EXERCISE PROMPT
Among the records that follow, find the line with "struct InFlight<'a>(&'a AtomicUsize);" and the line with "self.urls.lock().push(url.to_string());". Set down those lines and all lines between them exactly, without adding anything.

Stored data entries:
◆ ◆ ◆ ◆ ◆

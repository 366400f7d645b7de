//! Scripted HTTP client for tests

use std::collections::HashMap;
use std::sync::atomic::{AtomicUsize, Ordering};
use std::time::Duration;

use async_trait::async_trait;
use bytes::Bytes;
use parking_lot::Mutex;

use crate::epg::client::{HttpClient, HttpResponse};
use crate::epg::error::EpgError;

#[derive(Debug, Clone)]
pub(crate) enum StubReply {
    Body(u16, String),
    Timeout,
    Error,
}

/// Replies by URL; unknown URLs fail with a transport error
#[derive(Default)]
pub(crate) struct StubClient {
    replies: Mutex<HashMap<String, StubReply>>,
    delay: Duration,
    requests: AtomicUsize,
    in_flight: AtomicUsize,
    max_in_flight: AtomicUsize,
    urls: Mutex<Vec<String>>,
}

impl StubClient {
    pub(crate) fn new() -> Self {
        Self::default()
    }

    pub(crate) fn with_delay(delay: Duration) -> Self {
        Self {
            delay,
            ..Self::default()
        }
    }

    pub(crate) fn reply(&self, url: &str, reply: StubReply) {
        self.replies.lock().insert(url.to_string(), reply);
    }

    pub(crate) fn ok(&self, url: &str, body: &str) {
        self.reply(url, StubReply::Body(200, body.to_string()));
    }

    pub(crate) fn requests(&self) -> usize {
        self.requests.load(Ordering::SeqCst)
    }

    pub(crate) fn max_in_flight(&self) -> usize {
        self.max_in_flight.load(Ordering::SeqCst)
    }

    pub(crate) fn requested_urls(&self) -> Vec<String> {
        self.urls.lock().clone()
    }
}

/// Decrements the in-flight counter even when the request future is dropped
struct InFlight<'a>(&'a AtomicUsize);

impl Drop for InFlight<'_> {
    fn drop(&mut self) {
        self.0.fetch_sub(1, Ordering::SeqCst);
    }
}

#[async_trait]
impl HttpClient for StubClient {
    async fn get(&self, url: &str, _timeout: Duration) -> Result<HttpResponse, EpgError> {
        self.requests.fetch_add(1, Ordering::SeqCst);
        self.urls.lock().push(url.to_string());

        let now = self.in_flight.fetch_add(1, Ordering::SeqCst) + 1;
        self.max_in_flight.fetch_max(now, Ordering::SeqCst);
        let _guard = InFlight(&self.in_flight);

        if !self.delay.is_zero() {
            tokio::time::sleep(self.delay).await;
        }

        let reply = self.replies.lock().get(url).cloned();
        match reply {
            Some(StubReply::Body(status, body)) => Ok(HttpResponse {
                status,
                body: Bytes::from(body),
            }),
            Some(StubReply::Timeout) => {
                // Longer than any timeout used in tests
                tokio::time::sleep(Duration::from_secs(60)).await;
                Err(EpgError::NetworkTimeout { url: url.to_string() })
            }
            Some(StubReply::Error) | None => Err(EpgError::network(url, "connection refused")),
        }
    }
}

/// Minimal XMLTV document with one programme per `(start, stop, title)`
pub(crate) fn guide(channel_id: &str, programmes: &[(&str, &str, &str)]) -> String {
    let mut xml = format!("<tv><channel id=\"{}\"/>", channel_id);
    for (start, stop, title) in programmes {
        xml.push_str(&format!(
            "<programme channel=\"{}\" start=\"{} +0000\" stop=\"{} +0000\"><title>{}</title></programme>",
            channel_id, start, stop, title
        ));
    }
    xml.push_str("</tv>");
    xml
}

◆ ◆ ◆ ◆ ◆

SOLUTION FOR THIS PROBLEM
struct InFlight<'a>(&'a AtomicUsize);

impl Drop for InFlight<'_> {
    fn drop(&mut self) {
        self.0.fetch_sub(1, Ordering::SeqCst);
    }
}

#[async_trait]
impl HttpClient for StubClient {
    async fn get(&self, url: &str, _timeout: Duration) -> Result<HttpResponse, EpgError> {
        self.requests.fetch_add(1, Ordering::SeqCst);
        self.urls.lock().push(url.to_string());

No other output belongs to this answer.